The holiday season is over, so it's time to get serious about your New Year's resolutions. But those fine intentions are only as good as your self-control. Here's what you need to know about the neuroscience of willpower — and what you can do to make your will even stronger.
Illustration by Tara Jacoby
Willpower, or self-control, is defined as the exertion of control over the self by the self. It occurs when a person tries to change the way they would otherwise think, feel, or behave. Ideally, these behaviors are intended to maximize or enhance our best interests. It's also powerfully adaptive.
When we exercise self-control, we delay gratification and resist temptation in the here-and-now to avoid self-destructive behaviors. So, by holding off on that cheesecake, or by putting a few extra dollars into your savings account instead of making an impulse purchase, you're exerting self-control. And you're making your life better or more healthy in the long term.
A Limited Resource
Before we talk about the various ways to boost our willpower, it's important to know how and why it becomes diminished. The general consensus is that the brain can only handle a limited amount of self-regulation before other areas of focus start to slip. As the seminal work of Florida State University psychologist Roy Baumeister has shown, it's basically a limited resource; like fuel, it gets used up when we control our thoughts, impulses, or feelings, or when we change our behavior in pursuit of goals.

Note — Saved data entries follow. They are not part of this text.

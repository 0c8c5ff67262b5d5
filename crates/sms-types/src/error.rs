//! Error types for sms-types crate.

use thiserror::Error;

/// A payload that can never be turned into an event.
///
/// There is exactly one decode failure kind: the payload is malformed.
/// The raw payload is kept (lossy UTF-8) so it can be logged for recovery.
#[derive(Error, Debug, Clone, PartialEq, Eq)]
#[error("malformed payload: {reason}")]
pub struct DecodeError {
    /// Why decoding failed
    pub reason: String,
    /// The payload as received
    pub raw: String,
}

impl DecodeError {
    pub fn new(reason: impl Into<String>, payload: &[u8]) -> Self {
        Self {
            reason: reason.into(),
            raw: String::from_utf8_lossy(payload).into_owned(),
        }
    }
}

/// A status string that is neither `BLOCKED` nor `UNBLOCKED`.
#[derive(Error, Debug, Clone, PartialEq, Eq)]
#[error("invalid status '{0}': must be either blocked or unblocked")]
pub struct StatusParseError(pub String);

Cookies or radishes? The choice to resist taxes our willpower. Image: Pixabay/CC
Studies show that when we successfully accomplish one task that requires determined focus, we become less persistent on a second unrelated task. In an interesting experiment, hungry participants were asked to eat radishes while others were given aromatic chocolate chip cookies. Afterwards, those who were asked to eat the radishes — i.e. those who had to exert willpower — gave up on a complicated puzzle far earlier than the others, working less than half as long.
A follow-up study by Baumeister's protégé, Jean Twenge, yielded similar results. He had participants decide which of amongst numerous products (pens or candles, black or red t-shirts) they'd prefer to receive. Following that exercise, their willpower was tested by having them hold their hand in an ice-water bath. Compared to participants who merely gave their opinion of the same products and reported how often they had used those items in the past month, those who had to choose which item they desired had a much-diminished ability to hold their hands under water.
Part of the problem is that willpower requires a relentless and seemingly endless stream of decision-making. This results in "decision fatigue," a phenomenon that works to diminish self-control.
Back in 2000, a study considered how the number of choices might influence purchasing behavior of a variety of jams. When participants encountered a booth with 24 jams, as opposed to just six, they were more likely to stop to try the jams. However, in both cases, participants ended up sampling between one and two jams, on average — and moreover, people who stopped at the limited choice booth were much more likely to actually buy jam than people who stopped at the extensive choice booth. The study suggests that people don't do well when they're presented with too many choices; it's simply too exhausting, and it wears down our ability to exert power over our behavior.
Conversely, a recent study found that a strong belief in free will can make decision-making more enjoyable, and can increase our satisfaction with choices after we've made them. It can even make us more productive.
Also, watching reruns can actually help us restore willpower. A SUNY Buffalo study showed that familiar shows serve as a form of "social surrogacy." Previous work has suggested that positive social interactions can restore depleted willpower. And because reruns are predictable (and not fraught with the stress of negative social interactions), they can actually provide beneficial effects to not just self-control, but to concentration and mood as well.